しかし、こうした課題は解決されつつある。東芝デジタルソリューションズとKDDI総合研究所は今年3月、QKD信号をC帯(1530~1565nm)に、光信号をO帯(1260~1360nm)に割り当て、1心の光ファイバーで多重伝送する技術実証を行った。
東芝デジタルソリューションズ フェローの佐藤英昭氏によれば、「O帯の光パワーを最適化し、C帯のQKD信号に影響が出ないように制御する」ことで、1心の光ファイバーでQKD信号と33.4Tbpsの光信号を80km伝送することに成功。従来のように両者をC帯で多重伝送する場合と比べ、伝送容量は約3倍、伝送性能指数(伝送容量と伝送距離の積)は約2.4倍向上したという(図表2)。
図表2 従来方式との伝送容量・伝送距離の比較との共存実験の構成

今年7月には、NEC・NICTと共同で、IOWN APN(オールフォトニクス・ネットワーク)を活用した実証成果を発表した。同実証では、APNの構成機器にNECの光伝送装置「Spectral Wave WXシリーズ」を活用し、C帯とL帯(1565~1625nm)に対応したROADMシステム(光信号の分岐・挿入を担う装置)を試験環境に構築。信号間の干渉を制御しながら、両帯域にわたって光信号と2種類のQKD信号を伝送した(図表3)。

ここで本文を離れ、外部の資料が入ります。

//! Repeating-row sections.
//!
//! A section's rows live in flat fields (`{prefix}_{suffix}_{i}`, see
//! [`valuation_model::RowLayout`]) with the live count in its own field. Rows `[0, count)` are
//! the section; every field at `i >= count` is empty. [`RowCollection::apply`] keeps that true
//! for every [`RowOp`].

mod collection;
mod ops;

pub use collection::RowCollection;
pub use ops::{RowOp, RowOutcome};
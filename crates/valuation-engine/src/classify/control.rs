use serde::{Deserialize, Serialize};
use valuation_model::{FieldAccess, ValuationSettings};

use crate::derive::vote_totals;

/// Shareholder class decided by the controlling group's vote ratio.
#[derive(Debug, Clone, Copy, PartialEq, Eq, Hash, Serialize, Deserialize)]
pub enum ShareholderClass {
    /// Controlling group holds more than the threshold.
    FamilyGroup,
    /// Controlling group holds the threshold or less.
    NonFamilyGroup,
}

impl ShareholderClass {
    pub fn label(self) -> &'static str {
        match self {
            ShareholderClass::FamilyGroup => "同族株主等",
            ShareholderClass::NonFamilyGroup => "同族株主等以外",
        }
    }
}

/// Strict `>` against the threshold: a ratio exactly at the threshold is not a family group.
pub fn classify_ratio(ratio: Option<i64>, settings: &ValuationSettings) -> Option<ShareholderClass> {
    let ratio = ratio?;
    Some(if ratio > settings.control_threshold_percent {
        ShareholderClass::FamilyGroup
    } else {
        ShareholderClass::NonFamilyGroup
    })
}

pub fn classify_shareholder<A: FieldAccess + ?Sized>(
    access: &A,
    settings: &ValuationSettings,
) -> Option<ShareholderClass> {
    classify_ratio(vote_totals(access, settings).ratio_controlling(), settings)
}

/// Row of the 50%/30% presentation table.
#[derive(Debug, Clone, Copy, PartialEq, Eq, Hash, Serialize, Deserialize)]
pub enum ControlBand {
    Over50,
    From30To50,
    Under30,
}

/// Highlighted cell of the presentation table.
#[derive(Debug, Clone, Copy, PartialEq, Eq, Hash, Serialize, Deserialize)]
pub struct ControlMatrixCell {
    pub band: ControlBand,
    /// The top shareholder group holds at least the top-group threshold.
    pub top_group_at_threshold: bool,
}

/// Cell to highlight for the given ratios. Display only; it never feeds
/// [`classify_shareholder`].
pub fn control_matrix(
    ratio_controlling: Option<i64>,
    ratio_top: Option<i64>,
    settings: &ValuationSettings,
) -> Option<ControlMatrixCell> {
    let controlling = ratio_controlling?;
    let top = ratio_top?;
    let lower = settings.top_group_threshold_percent;
    let band = if controlling > settings.control_threshold_percent {
        ControlBand::Over50
    } else if controlling >= lower {
        ControlBand::From30To50
    } else {
        ControlBand::Under30
    };
    Some(ControlMatrixCell {
        band,
        top_group_at_threshold: top >= lower,
    })
}
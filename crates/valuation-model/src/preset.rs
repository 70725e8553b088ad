/// A catalog entry used to pre-fill the subject name (and optional note tag) of a row.
#[derive(Debug, Clone, Copy, PartialEq, Eq)]
pub struct Preset {
    pub name: &'static str,
    pub note: Option<&'static str>,
}

impl Preset {
    pub const fn new(name: &'static str) -> Self {
        Self { name, note: None }
    }

    pub const fn tagged(name: &'static str, note: &'static str) -> Self {
        Self {
            name,
            note: Some(note),
        }
    }
}

/// Note tag marking securities; their values feed the stock totals.
pub const NOTE_STOCKS: &str = "株式等";
/// Note tag marking land and land rights; their values feed the land total.
pub const NOTE_LAND: &str = "土地等";

pub static ASSET_PRESETS: &[Preset] = &[
    Preset::new("現金預金"),
    Preset::new("受取手形"),
    Preset::new("売掛金"),
    Preset::tagged("有価証券", NOTE_STOCKS),
    Preset::new("商品・製品"),
    Preset::new("原材料"),
    Preset::new("前払費用"),
    Preset::new("貸付金"),
    Preset::new("建物"),
    Preset::new("構築物"),
    Preset::new("機械装置"),
    Preset::new("車両運搬具"),
    Preset::new("器具備品"),
    Preset::tagged("土地", NOTE_LAND),
    Preset::tagged("借地権", NOTE_LAND),
    Preset::new("電話加入権"),
    Preset::new("保険積立金"),
    Preset::new("死亡保険金"),
    Preset::new("その他の資産"),
];

pub static LIABILITY_PRESETS: &[Preset] = &[
    Preset::new("支払手形"),
    Preset::new("買掛金"),
    Preset::new("借入金"),
    Preset::new("未払金"),
    Preset::new("未払費用"),
    Preset::new("未払法人税等"),
    Preset::new("未払消費税等"),
    Preset::new("前受金"),
    Preset::new("預り金"),
    Preset::new("賞与引当金"),
    Preset::new("退職金"),
    Preset::new(INSURANCE_GAIN_TAX_SUBJECT),
    Preset::new("その他の負債"),
];

/// Liability subject that receives the computed tax on life insurance gains.
pub const INSURANCE_GAIN_TAX_SUBJECT: &str = "保険差益に対する法人税等";
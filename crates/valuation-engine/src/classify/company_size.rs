use serde::{Deserialize, Serialize};
use valuation_model::{FieldAccess, TableId, ValuationSettings};

const T: TableId = TableId::Table1_2;

const REGULAR_EMPLOYEES: &str = "regular_emp";
const PART_TIME_EMPLOYEES: &str = "part_emp";
const INDUSTRY: &str = "industry_type";
const TOTAL_ASSETS: &str = "total_assets";
const TRANSACTION_AMOUNT: &str = "transaction_amount";
const SIZE_RESULT: &str = "size_result";

/// Industry column of the company size table.
#[derive(Debug, Clone, Copy, PartialEq, Eq, Hash, Serialize, Deserialize)]
pub enum Industry {
    Wholesale,
    RetailService,
    Other,
}

impl Industry {
    pub fn label(self) -> &'static str {
        match self {
            Industry::Wholesale => "卸売業",
            Industry::RetailService => "小売・サービス",
            Industry::Other => "卸売業、小売・サービス業以外",
        }
    }

    pub fn from_label(label: &str) -> Option<Self> {
        [Industry::Wholesale, Industry::RetailService, Industry::Other]
            .into_iter()
            .find(|industry| industry.label() == label)
    }

    /// Lower bounds of total assets (thousand yen) for levels 4, 3, 2 and 1.
    fn asset_thresholds(self) -> [i64; 4] {
        match self {
            Industry::Wholesale => [2_000_000, 400_000, 200_000, 70_000],
            Industry::RetailService => [1_500_000, 500_000, 250_000, 40_000],
            Industry::Other => [1_500_000, 500_000, 250_000, 50_000],
        }
    }

    /// Lower bounds of the annual transaction amount (thousand yen) for levels 4, 3, 2 and 1.
    fn transaction_thresholds(self) -> [i64; 4] {
        match self {
            Industry::Wholesale => [3_000_000, 700_000, 350_000, 200_000],
            Industry::RetailService => [2_000_000, 500_000, 250_000, 60_000],
            Industry::Other => [1_500_000, 400_000, 200_000, 80_000],
        }
    }
}

/// Company size, ordered from smallest to largest.
#[derive(Debug, Clone, Copy, PartialEq, Eq, Hash, PartialOrd, Ord, Serialize, Deserialize)]
pub enum CompanySize {
    Small,
    MediumSmall,
    MediumMedium,
    MediumLarge,
    Large,
}

impl CompanySize {
    fn from_level(level: u8) -> Self {
        match level {
            4.. => CompanySize::Large,
            3 => CompanySize::MediumLarge,
            2 => CompanySize::MediumMedium,
            1 => CompanySize::MediumSmall,
            0 => CompanySize::Small,
        }
    }

    pub fn label(self) -> &'static str {
        match self {
            CompanySize::Large => "大会社",
            CompanySize::MediumLarge => "中0.90",
            CompanySize::MediumMedium => "中0.75",
            CompanySize::MediumSmall => "中0.60",
            CompanySize::Small => "小会社",
        }
    }
}

fn level_by_thresholds(value: i64, thresholds: [i64; 4]) -> u8 {
    thresholds
        .iter()
        .zip([4u8, 3, 2, 1])
        .find(|(threshold, _)| value >= **threshold)
        .map_or(0, |(_, level)| level)
}

fn level_by_employees(employees: i64) -> u8 {
    match employees {
        n if n > 35 => 4,
        n if n > 20 => 2,
        n if n > 5 => 1,
        _ => 0,
    }
}

/// Regular employees plus half of the others (rounded down); `None` until one of the two
/// headcounts is positive.
pub fn employee_count<A: FieldAccess + ?Sized>(access: &A) -> Option<i64> {
    let regular = access.number(T, REGULAR_EMPLOYEES);
    let part = access.number(T, PART_TIME_EMPLOYEES);
    if regular <= 0 && part <= 0 {
        return None;
    }
    Some(regular.saturating_add(part.div_euclid(2)))
}

/// Company size from the employee count, total assets and transaction amount.
///
/// A company at or above the large-company employee count is large regardless of the rest.
/// Otherwise the smaller of the asset and employee levels is compared with the transaction
/// level and the larger one wins.
pub fn classify_company_size<A: FieldAccess + ?Sized>(
    access: &A,
    settings: &ValuationSettings,
) -> Option<CompanySize> {
    let employees = employee_count(access)?;
    if employees >= settings.large_company_employee_count {
        return Some(CompanySize::Large);
    }

    let industry = Industry::from_label(access.text(T, INDUSTRY))?;
    if !access.is_present(T, TOTAL_ASSETS) || !access.is_present(T, TRANSACTION_AMOUNT) {
        return None;
    }

    let assets = level_by_thresholds(access.number(T, TOTAL_ASSETS), industry.asset_thresholds());
    let transactions = level_by_thresholds(
        access.number(T, TRANSACTION_AMOUNT),
        industry.transaction_thresholds(),
    );
    let level = assets.min(level_by_employees(employees)).max(transactions);
    Some(CompanySize::from_level(level))
}

/// Store the label of [`classify_company_size`] in `size_result`. An undetermined size leaves the
/// field as it was.
pub fn apply_company_size<A: FieldAccess + ?Sized>(
    access: &mut A,
    settings: &ValuationSettings,
) -> Option<CompanySize> {
    let size = classify_company_size(access, settings)?;
    access.update_field(T, SIZE_RESULT, size.label());
    Some(size)
}

/// Inputs cleared by the reset action of the company size page.
pub const COMPANY_SIZE_FIELDS: &[&str] = &[
    TOTAL_ASSETS,
    TRANSACTION_AMOUNT,
    REGULAR_EMPLOYEES,
    PART_TIME_EMPLOYEES,
    INDUSTRY,
    SIZE_RESULT,
];
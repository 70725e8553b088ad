use core::fmt;
use std::str::FromStr;

use serde::{Deserialize, Serialize};
use thiserror::Error;

/// One page of the valuation worksheet.
#[derive(Copy, Clone, Debug, PartialEq, Eq, Hash, PartialOrd, Ord, Serialize, Deserialize)]
pub enum TableId {
    /// Shareholder and valuation-method determination.
    #[serde(rename = "table1_1")]
    Table1_1,
    /// Company size determination.
    #[serde(rename = "table1_2")]
    Table1_2,
    #[serde(rename = "table2")]
    Table2,
    #[serde(rename = "table3")]
    Table3,
    /// Comparable-industry valuation inputs (capital, dividends, profit, net assets).
    #[serde(rename = "table4")]
    Table4,
    /// Net asset value per share.
    #[serde(rename = "table5")]
    Table5,
    #[serde(rename = "table6")]
    Table6,
    #[serde(rename = "table7")]
    Table7,
    #[serde(rename = "table8")]
    Table8,
}

#[derive(Debug, Clone, PartialEq, Eq, Error)]
#[error("unknown table id '{0}'")]
pub struct TableIdParseError(pub String);

impl TableId {
    pub const ALL: [TableId; 9] = [
        TableId::Table1_1,
        TableId::Table1_2,
        TableId::Table2,
        TableId::Table3,
        TableId::Table4,
        TableId::Table5,
        TableId::Table6,
        TableId::Table7,
        TableId::Table8,
    ];

    pub const fn as_str(self) -> &'static str {
        match self {
            TableId::Table1_1 => "table1_1",
            TableId::Table1_2 => "table1_2",
            TableId::Table2 => "table2",
            TableId::Table3 => "table3",
            TableId::Table4 => "table4",
            TableId::Table5 => "table5",
            TableId::Table6 => "table6",
            TableId::Table7 => "table7",
            TableId::Table8 => "table8",
        }
    }
}

impl fmt::Display for TableId {
    fn fmt(&self, f: &mut fmt::Formatter<'_>) -> fmt::Result {
        f.write_str(self.as_str())
    }
}

impl FromStr for TableId {
    type Err = TableIdParseError;

    fn from_str(s: &str) -> Result<Self, Self::Err> {
        let trimmed = s.trim();
        TableId::ALL
            .into_iter()
            .find(|id| id.as_str().eq_ignore_ascii_case(trimmed))
            .ok_or_else(|| TableIdParseError(s.to_string()))
    }
}

#[cfg(test)]
mod tests {
    use super::*;

    #[test]
    fn parses_canonical_ids() {
        for id in TableId::ALL {
            assert_eq!(id.as_str().parse::<TableId>(), Ok(id));
        }
        assert_eq!(" Table5 ".parse::<TableId>(), Ok(TableId::Table5));
        assert_eq!(
            "table9".parse::<TableId>(),
            Err(TableIdParseError("table9".to_string()))
        );
    }
}
//! Crypto error types.

use thiserror::Error;

/// Result type for crypto operations.
pub type CryptoResult<T> = Result<T, CryptoError>;

/// Errors produced by the wrapping primitives.
#[derive(Debug, Error)]
pub enum CryptoError {
    #[error("encryption failed: {0}")]
    Encryption(String),

    #[error("decryption failed: {0}")]
    Decryption(String),

    #[error("key derivation failed: {0}")]
    KeyDerivation(String),

    #[error("invalid key length: expected {expected}, got {actual}")]
    InvalidKeyLength { expected: usize, actual: usize },

    #[error("invalid nonce length: expected {expected}, got {actual}")]
    InvalidNonceLength { expected: usize, actual: usize },

    #[error("invalid public key: {0}")]
    InvalidPublicKey(String),

    #[error("payload of {size} bytes exceeds wrap ceiling of {max} bytes")]
    PayloadTooLarge { size: usize, max: usize },

    #[error("unsupported KDF algorithm: {0}")]
    UnsupportedKdf(String),

    #[error("invalid encoding: {0}")]
    Encoding(String),
}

図表3 QKDリンクと大容量光伝送システムとの共存実験の構成

結果、伝送距離は25kmと、KDDI総合研究所との実証に比べて短かったものの、47.2Tbpsに相当する光信号と2種類のQKD信号を同一のファイバー上で多重伝送することに成功。専用のダークファイバー等を敷設せずにQKD信号を伝送可能となり、コストを抑えながら、量子暗号通信を構築できる可能性が示された。